This repository holds the code and documents required to reproduce the outputs of task-oriented library documentation.
In order to initially set up the system to run this, you need to install a (rather long) list of Python packages. I've included every package installed on my computer in the requirements.txt file. You can quickly install all packages on that list by running
pip3 install requirements.txt
Or you can install one by one.
Also, in order to run the code you need to have CoreNLP running on port 9000. The CoreNLP server can be downloaded from this address: https://stanfordnlp.github.io/CoreNLP/download.html
You also need a MongoDB server running on port 27017 since that's where the outputs will be saved.
The api/ folder holds code that uses the Stack Exchange API to query for threads and posts on Stack Overflow.
The learning/ folder holds the code we used for building the classifier for insights extraction. The main part of the code in that folder is included in the sentiments.py file which trains, tests and stores the model in a file named "res.model". Note that the insight sentence extraction is done on demand. When someone in the survey, clicks on a task, we run the model against all the sentences in the related threads.

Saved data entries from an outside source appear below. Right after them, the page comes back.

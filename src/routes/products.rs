use axum::{
    Json, Router,
    extract::{Path, Query, State},
    routing::get,
};
use uuid::Uuid;

use crate::{
    dto::catalog::{CreateProductRequest, ProductList, UpdateProductRequest},
    error::AppResult,
    middleware::auth::AuthUser,
    models::Product,
    response::ApiResponse,
    routes::params::ProductQuery,
    services::product_service,
    state::AppState,
};

pub fn router() -> Router<AppState> {
    Router::new()
        .route("/", get(list_products).post(create_product))
        .route("/category/{category_id}", get(list_by_category))
        .route(
            "/{id}",
            get(get_product).put(update_product).delete(delete_product),
        )
}

#[utoipa::path(
    get,
    path = "/api/products",
    params(
        ("page" = Option<i64>, Query, description = "Page number, default 1"),
        ("per_page" = Option<i64>, Query, description = "Items per page, default 20"),
        ("q" = Option<String>, Query, description = "Search in name and description"),
        ("brand_id" = Option<Uuid>, Query, description = "Filter by brand"),
        ("category_id" = Option<Uuid>, Query, description = "Filter by category"),
        ("sort_by" = Option<String>, Query, description = "Sort by: created_at, name"),
        ("sort_order" = Option<String>, Query, description = "Sort order: asc, desc")
    ),
    responses(
        (status = 200, description = "List products", body = ApiResponse<ProductList>)
    ),
    tag = "Products"
)]
pub async fn list_products(
    State(state): State<AppState>,
    Query(query): Query<ProductQuery>,
) -> AppResult<Json<ApiResponse<ProductList>>> {
    let resp = product_service::list_products(&state, query).await?;
    Ok(Json(resp))
}

#[utoipa::path(
    get,
    path = "/api/products/category/{category_id}",
    params(
        ("category_id" = Uuid, Path, description = "Category ID"),
        ("page" = Option<i64>, Query, description = "Page number, default 1"),
        ("per_page" = Option<i64>, Query, description = "Items per page, default 20")
    ),
    responses(
        (status = 200, description = "Products of a category", body = ApiResponse<ProductList>)
    ),
    tag = "Products"
)]
pub async fn list_by_category(
    State(state): State<AppState>,
    Path(category_id): Path<Uuid>,
    Query(query): Query<ProductQuery>,
) -> AppResult<Json<ApiResponse<ProductList>>> {
    let resp = product_service::list_by_category(&state, category_id, query).await?;
    Ok(Json(resp))
}

#[utoipa::path(
    get,
    path = "/api/products/{id}",
    params(("id" = Uuid, Path, description = "Product ID")),
    responses(
        (status = 200, description = "Get product", body = ApiResponse<Product>),
        (status = 404, description = "Product not found"),
    ),
    tag = "Products"
)]
pub async fn get_product(
    State(state): State<AppState>,
    Path(id): Path<Uuid>,
) -> AppResult<Json<ApiResponse<Product>>> {
    let resp = product_service::get_product(&state, id).await?;
    Ok(Json(resp))
}

#[utoipa::path(
    post,
    path = "/api/products",
    request_body = CreateProductRequest,
    responses(
        (status = 200, description = "Create product", body = ApiResponse<Product>),
        (status = 403, description = "Admin only")
    ),
    security(("bearer_auth" = [])),
    tag = "Products"
)]
pub async fn create_product(
    State(state): State<AppState>,
    user: AuthUser,
    Json(payload): Json<CreateProductRequest>,
) -> AppResult<Json<ApiResponse<Product>>> {
    let resp = product_service::create_product(&state, &user, payload).await?;
    Ok(Json(resp))
}

#[utoipa::path(
    put,
    path = "/api/products/{id}",
    params(("id" = Uuid, Path, description = "Product ID")),
    request_body = UpdateProductRequest,
    responses(
        (status = 200, description = "Update product", body = ApiResponse<Product>),
        (status = 404, description = "Product not found")
    ),
    security(("bearer_auth" = [])),
    tag = "Products"
)]
pub async fn update_product(
    State(state): State<AppState>,
    user: AuthUser,
    Path(id): Path<Uuid>,
    Json(payload): Json<UpdateProductRequest>,
) -> AppResult<Json<ApiResponse<Product>>> {
    let resp = product_service::update_product(&state, &user, id, payload).await?;
    Ok(Json(resp))
}

#[utoipa::path(
    delete,
    path = "/api/products/{id}",
    params(("id" = Uuid, Path, description = "Product ID")),
    responses(
        (status = 200, description = "Delete product", body = ApiResponse<serde_json::Value>),
        (status = 404, description = "Product not found"),
        (status = 409, description = "Product still referenced")
    ),
    security(("bearer_auth" = [])),
    tag = "Products"
)]
pub async fn delete_product(
    State(state): State<AppState>,
    user: AuthUser,
    Path(id): Path<Uuid>,
) -> AppResult<Json<ApiResponse<serde_json::Value>>> {
    let resp = product_service::delete_product(&state, &user, id).await?;
    Ok(Json(resp))
}
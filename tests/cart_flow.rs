mod common;

use petcare_api::{
    dto::cart::{AddToCartRequest, UpdateCartRequest},
    error::AppError,
    routes::params::Pagination,
    services::cart_service,
};

#[tokio::test]
async fn add_to_cart_caps_quantity_at_stock() -> anyhow::Result<()> {
    let Some(state) = common::setup_state().await? else {
        return Ok(());
    };
    let (user, _) = common::create_user(&state, "user").await?;
    let detail_id = common::create_variant(&state, 50_000, 5).await?;

    let first = cart_service::add_to_cart(
        &state,
        &user,
        AddToCartRequest {
            product_detail_id: detail_id,
            quantity: 3,
        },
    )
    .await?;
    assert_eq!(first.data.map(|line| line.quantity), Some(3));

    let second = cart_service::add_to_cart(
        &state,
        &user,
        AddToCartRequest {
            product_detail_id: detail_id,
            quantity: 4,
        },
    )
    .await?;
    assert_eq!(second.data.map(|line| line.quantity), Some(5));

    let listed = cart_service::list_cart(&state.pool, &user, Pagination::default()).await?;
    let items = listed.data.map(|cart| cart.items).unwrap_or_default();
    assert_eq!(items.len(), 1);
    assert_eq!(items[0].quantity, 5);
    Ok(())
}

#[tokio::test]
async fn update_above_stock_is_rejected() -> anyhow::Result<()> {
    let Some(state) = common::setup_state().await? else {
        return Ok(());
    };
    let (user, _) = common::create_user(&state, "user").await?;
    let detail_id = common::create_variant(&state, 20_000, 2).await?;

    let missing = cart_service::update_cart_item(
        &state,
        &user,
        UpdateCartRequest {
            product_detail_id: detail_id,
            quantity: 1,
        },
    )
    .await;
    assert!(matches!(missing, Err(AppError::BadRequest(_))));

    cart_service::add_to_cart(
        &state,
        &user,
        AddToCartRequest {
            product_detail_id: detail_id,
            quantity: 1,
        },
    )
    .await?;

    let too_many = cart_service::update_cart_item(
        &state,
        &user,
        UpdateCartRequest {
            product_detail_id: detail_id,
            quantity: 3,
        },
    )
    .await;
    match too_many {
        Err(AppError::BadRequest(message)) => assert!(message.contains("2")),
        other => panic!("expected BadRequest, got {other:?}"),
    }
    Ok(())
}

#[tokio::test]
async fn removing_someone_elses_line_is_forbidden() -> anyhow::Result<()> {
    let Some(state) = common::setup_state().await? else {
        return Ok(());
    };
    let (owner, _) = common::create_user(&state, "user").await?;
    let (intruder, _) = common::create_user(&state, "user").await?;
    let detail_id = common::create_variant(&state, 10_000, 10).await?;

    let line = cart_service::add_to_cart(
        &state,
        &owner,
        AddToCartRequest {
            product_detail_id: detail_id,
            quantity: 1,
        },
    )
    .await?
    .data
    .expect("cart line");

    let result = cart_service::remove_cart_item(&state, &intruder, line.id).await;
    assert!(matches!(result, Err(AppError::Forbidden)));

    cart_service::remove_cart_item(&state, &owner, line.id).await?;
    Ok(())
}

The utils/ folder holds general purpose code needed to read files and also static lists that I used throughout the project.
The taskidentification/ folder holds the code that actulaly does the task, code and similarity extraction. Task and code extraction is included in taskid.py and similarity.py runs the similarity detection process.
The CSVs thread is a number of CSV files, one for every library that we created documentaion for. Each of these files includes a list of the questions that have the tag of that library on Stack Overflow. These files are used by the main.py file to produce the documentation. The documentation produced will be stored in a file named all_top.json. I've included the last all_top.json produced by our methodology in this repo as well so you know what it looks like.
build_dataset.py reads the all_top.json file and stores the data there in a MongoDB database.